**Exercise**: Reproduce the listing verbatim through the line with "eligible to retrain.".

..............................

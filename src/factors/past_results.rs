//! Recent-form factor: weighted relative finish over the last five runs.

use crate::factors::{clamp_score, FactorContext};
use crate::types::PastPerformance;

/// Recency weights, most recent run first.
const WEIGHTS: [f64; 5] = [0.35, 0.25, 0.20, 0.12, 0.08];

/// Weighted average of relative finish position over the last five non-DNF
/// runs. Relative position = (field - position + 1) / field, scaled to
/// [0, 100]. Returns `None` with no valid past run.
pub fn score(past: &[PastPerformance], _ctx: &FactorContext) -> Option<f64> {
    let mut total = 0.0;
    let mut weight_sum = 0.0;

    for (i, run) in past
        .iter()
        .filter(|r| !r.is_dnf() && r.field_size > 0)
        .take(WEIGHTS.len())
        .enumerate()
    {
        let relative =
            (run.field_size - run.finish_position + 1) as f64 / run.field_size as f64 * 100.0;
        total += relative * WEIGHTS[i];
        weight_sum += WEIGHTS[i];
    }

    if weight_sum > 0.0 {
        Some(clamp_score(total / weight_sum))
    } else {
        None
    }
}
//! Configuration surface of the prediction core.

use std::path::PathBuf;

use serde::{Deserialize, Serialize};

/// How often the backtest engine becomes eligible to retrain.
#[derive(Debug, Clone, Copy, PartialEq, Eq, Serialize, Deserialize)]
#[serde(rename_all = "lowercase")]
pub enum RetrainInterval {
    Daily,
    Weekly,
    Monthly,
}

impl Default for RetrainInterval {
    fn default() -> Self {
        RetrainInterval::Weekly
    }
}

/// Backtest engine configuration.
#[derive(Debug, Clone, Serialize, Deserialize)]
pub struct BacktestConfig {
    #[serde(default)]
    pub retrain_interval: RetrainInterval,
    #[serde(default = "default_min_training_samples")]
    pub min_training_samples: usize,
    #[serde(default = "default_max_past_results")]
    pub max_past_results_per_horse: usize,
    /// Use the cheaper training profile while walking forward.
    #[serde(default = "default_lightweight")]
    pub lightweight_training: bool,
}

fn default_min_training_samples() -> usize {
    crate::constants::MIN_TRAINING_SAMPLES
}

fn default_max_past_results() -> usize {
    crate::constants::MAX_PAST_RESULTS_PER_HORSE
}

fn default_lightweight() -> bool {
    true
}

impl Default for BacktestConfig {
    fn default() -> Self {
        BacktestConfig {
            retrain_interval: RetrainInterval::default(),
            min_training_samples: default_min_training_samples(),
            max_past_results_per_horse: default_max_past_results(),
            lightweight_training: default_lightweight(),
        }
    }
}

/// Ticket simulator configuration.
#[derive(Debug, Clone, Serialize, Deserialize)]
pub struct SimulatorConfig {
    #[serde(default = "default_top_n")]
    pub top_n: usize,
    /// Restrict the period scan to these venues.
    #[serde(default)]
    pub venues: Option<Vec<String>>,
    /// Explicit model artifact; latest-by-mtime otherwise.
    #[serde(default)]
    pub model_path: Option<PathBuf>,
    /// Global floor between payout requests, seconds.
    #[serde(default = "default_request_delay")]
    pub request_delay: f64,
}

fn default_top_n() -> usize {
    3
}

fn default_request_delay() -> f64 {
    1.0
}

impl Default for SimulatorConfig {
    fn default() -> Self {
        SimulatorConfig {
            top_n: default_top_n(),
            venues: None,
            model_path: None,
            request_delay: default_request_delay(),
        }
    }
}

/// Model artifact configuration.
#[derive(Debug, Clone, Serialize, Deserialize)]
pub struct ModelConfig {
    #[serde(default = "default_model_dir")]
    pub dir: PathBuf,
    #[serde(default)]
    pub path: Option<PathBuf>,
}

fn default_model_dir() -> PathBuf {
    PathBuf::from("data/models")
}

impl Default for ModelConfig {
    fn default() -> Self {
        ModelConfig {
            dir: default_model_dir(),
            path: None,
        }
    }
}

/// Top-level application configuration.
#[derive(Debug, Clone, Serialize, Deserialize)]
pub struct AppConfig {
    #[serde(default = "default_database_path")]
    pub database_path: PathBuf,
    #[serde(default)]
    pub backtest: BacktestConfig,
    #[serde(default)]
    pub simulator: SimulatorConfig,
    #[serde(default)]
    pub model: ModelConfig,
}

fn default_database_path() -> PathBuf {
    PathBuf::from("data/keiba.db")
}

impl Default for AppConfig {
    fn default() -> Self {
        AppConfig {
            database_path: default_database_path(),
            backtest: BacktestConfig::default(),
            simulator: SimulatorConfig::default(),
            model: ModelConfig::default(),
        }
    }
}

impl AppConfig {
    /// Load configuration from defaults, an optional `keiba` config file and
    /// `KEIBA_*` environment variables.
    pub fn load() -> anyhow::Result<Self> {
        let config = config::Config::builder()
            .add_source(config::Config::try_from(&AppConfig::default())?)
            .add_source(config::File::with_name("keiba").required(false))
            .add_source(
                config::Environment::with_prefix("KEIBA")
                    .separator("_")
                    .try_parsing(true),
            )
            .build()?;

        Ok(config.try_deserialize()?)
    }
}

#[cfg(test)]
mod tests {
    use super::*;

    #[test]
    fn test_defaults_match_contract() {
        let cfg = AppConfig::default();
        assert_eq!(cfg.backtest.retrain_interval, RetrainInterval::Weekly);
        assert_eq!(cfg.backtest.min_training_samples, 100);
        assert_eq!(cfg.backtest.max_past_results_per_horse, 20);
        assert!(cfg.backtest.lightweight_training);
        assert_eq!(cfg.simulator.top_n, 3);
        assert_eq!(cfg.simulator.request_delay, 1.0);
        assert!(cfg.simulator.venues.is_none());
    }

    #[test]
    fn test_retrain_interval_deserializes_lowercase() {
        let interval: RetrainInterval = serde_json::from_str("\"monthly\"").unwrap();
        assert_eq!(interval, RetrainInterval::Monthly);
    }

    #[test]
    fn test_partial_config_fills_defaults() {
        let cfg: BacktestConfig =
            serde_json::from_str(r#"{"retrain_interval": "daily"}"#).unwrap();
        assert_eq!(cfg.retrain_interval, RetrainInterval::Daily);
        assert_eq!(cfg.min_training_samples, 100);
    }
}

..............................

**Output of the task**:
filename src/factors/past_results.rs
//! Recent-form factor: weighted relative finish over the last five runs.

use crate::factors::{clamp_score, FactorContext};
use crate::types::PastPerformance;

/// Recency weights, most recent run first.
const WEIGHTS: [f64; 5] = [0.35, 0.25, 0.20, 0.12, 0.08];

/// Weighted average of relative finish position over the last five non-DNF
/// runs. Relative position = (field - position + 1) / field, scaled to
/// [0, 100]. Returns `None` with no valid past run.
pub fn score(past: &[PastPerformance], _ctx: &FactorContext) -> Option<f64> {
    let mut total = 0.0;
    let mut weight_sum = 0.0;

    for (i, run) in past
        .iter()
        .filter(|r| !r.is_dnf() && r.field_size > 0)
        .take(WEIGHTS.len())
        .enumerate()
    {
        let relative =
            (run.field_size - run.finish_position + 1) as f64 / run.field_size as f64 * 100.0;
        total += relative * WEIGHTS[i];
        weight_sum += WEIGHTS[i];
    }

    if weight_sum > 0.0 {
        Some(clamp_score(total / weight_sum))
    } else {
        None
    }
}
//! Configuration surface of the prediction core.

use std::path::PathBuf;

use serde::{Deserialize, Serialize};

/// How often the backtest engine becomes eligible to retrain.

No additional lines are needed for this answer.